I did a Discrete time Fourier transform of the following signal:
$$x[1]=4\quad x[-1]=4$$
The result is
$$4e^{j\omega}-4e^{-j\omega}$$
We were supposed to draw the magnitude and phase graph of this complex function.
Firstly, I turned it into complex sine using $\sin(\alpha)=\frac{e^{j\alpha}-e^{-j\alpha}}{2j}$:
$$4e^{j\omega}-4e^{-j\omega} = 8j\sin(\omega)$$
I then turned it into magnitude and phase parts:
$$8j\sin(\omega) = 8\sin(\omega)\cdot e^{j\frac{\pi}{2}}$$
From this, it is apparent that the magnitude is:
$$8\sin(\omega)$$
And the phase is:
$$e^{j\frac{\pi}{2}} \implies\frac{\pi}{2}$$
I was able to draw the graphs of both of these but for some reason, both were incorrect. In the answer sheet, the magnitude was drawn in absolute value. And the phase was not on $\frac{\pi}{2}$ on the entire graph (as the function would suggest), but only on the positive part of the x axis. I don't know what I did wrong. The following image was in the answer sheet:
Best Answer
Notice the real-valued sine function isn't positive for all real $\omega$.

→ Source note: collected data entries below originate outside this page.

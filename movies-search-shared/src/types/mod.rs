//! Shared type definitions.

pub mod documents;
pub mod entity_kind;
pub mod list_params;

pub use documents::{GenreDocument, MediaDocument, PersonDocument, PersonRef};
pub use entity_kind::EntityKind;
pub use list_params::ListParams;
//! # Movies Search Repository
//!
//! This crate provides traits and implementations for interacting with
//! the search indices. It includes definitions for errors, interfaces,
//! and a concrete implementation for OpenSearch.

pub mod errors;
pub mod interfaces;
pub mod opensearch;
pub mod types;

pub use errors::SearchIndexError;
pub use interfaces::SearchIndexProvider;
pub use opensearch::OpenSearchProvider;
pub use types::{BulkDocument, PageRequest};
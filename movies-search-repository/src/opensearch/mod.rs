//! OpenSearch backend implementation.

pub mod index_config;
pub mod provider;

pub use provider::OpenSearchProvider;
//! Postgres-backed watermark store.

use async_trait::async_trait;
use chrono::{DateTime, Utc};
use sqlx::{PgPool, Row};
use tracing::debug;

use movies_search_shared::EntityKind;

use super::WatermarkStore;
use crate::errors::SyncError;

const ENSURE_SCHEMA_SQL: &str = r#"
CREATE TABLE IF NOT EXISTS etl_watermarks (
    entity_kind   text PRIMARY KEY,
    last_modified timestamptz NOT NULL
)
"#;

const LOAD_SQL: &str = "SELECT last_modified FROM etl_watermarks WHERE entity_kind = $1";

const STORE_SQL: &str = r#"
INSERT INTO etl_watermarks (entity_kind, last_modified)
VALUES ($1, $2)
ON CONFLICT (entity_kind) DO UPDATE SET last_modified = EXCLUDED.last_modified
"#;

/// Watermark store persisted in the relational database, so watermarks
/// survive process restarts.
pub struct PostgresWatermarkStore {
    pool: PgPool,
}

impl PostgresWatermarkStore {
    pub fn new(pool: PgPool) -> Self {
        Self { pool }
    }

    /// Create the watermark table if it does not exist. Called once at
    /// startup.
    pub async fn ensure_schema(&self) -> Result<(), SyncError> {
        sqlx::query(ENSURE_SCHEMA_SQL)
            .execute(&self.pool)
            .await
            .map_err(|e| SyncError::watermark(format!("creating watermark table: {}", e)))?;
        Ok(())
    }
}

#[async_trait]
impl WatermarkStore for PostgresWatermarkStore {
    async fn load(&self, kind: EntityKind) -> Result<DateTime<Utc>, SyncError> {
        let row = sqlx::query(LOAD_SQL)
            .bind(kind.as_str())
            .fetch_optional(&self.pool)
            .await
            .map_err(|e| SyncError::watermark(format!("loading watermark for {}: {}", kind, e)))?;

        // Absent row means the kind has never completed a batch
        Ok(match row {
            Some(row) => row.get("last_modified"),
            None => DateTime::UNIX_EPOCH,
        })
    }

    async fn store(&self, kind: EntityKind, modified: DateTime<Utc>) -> Result<(), SyncError> {
        sqlx::query(STORE_SQL)
            .bind(kind.as_str())
            .bind(modified)
            .execute(&self.pool)
            .await
            .map_err(|e| SyncError::watermark(format!("storing watermark for {}: {}", kind, e)))?;

        debug!(kind = %kind, watermark = %modified, "Watermark advanced");
        Ok(())
    }
}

$$|8j\sin{\omega}|=8 |\sin{\omega}|$$
Then,
$$8j\sin{\omega} = 8 |\sin{\omega}| e^{i \pi /2}$$
And then you can break it into cases: when $\sin{\omega}>0$, you get your answer, and when $\sin{\omega}<0$, $|\sin{\omega}|=-\sin{\omega}$, and that $(-1)$ gets the argument shifted by $\pi$ (remember to rewrite it in the principal argument later).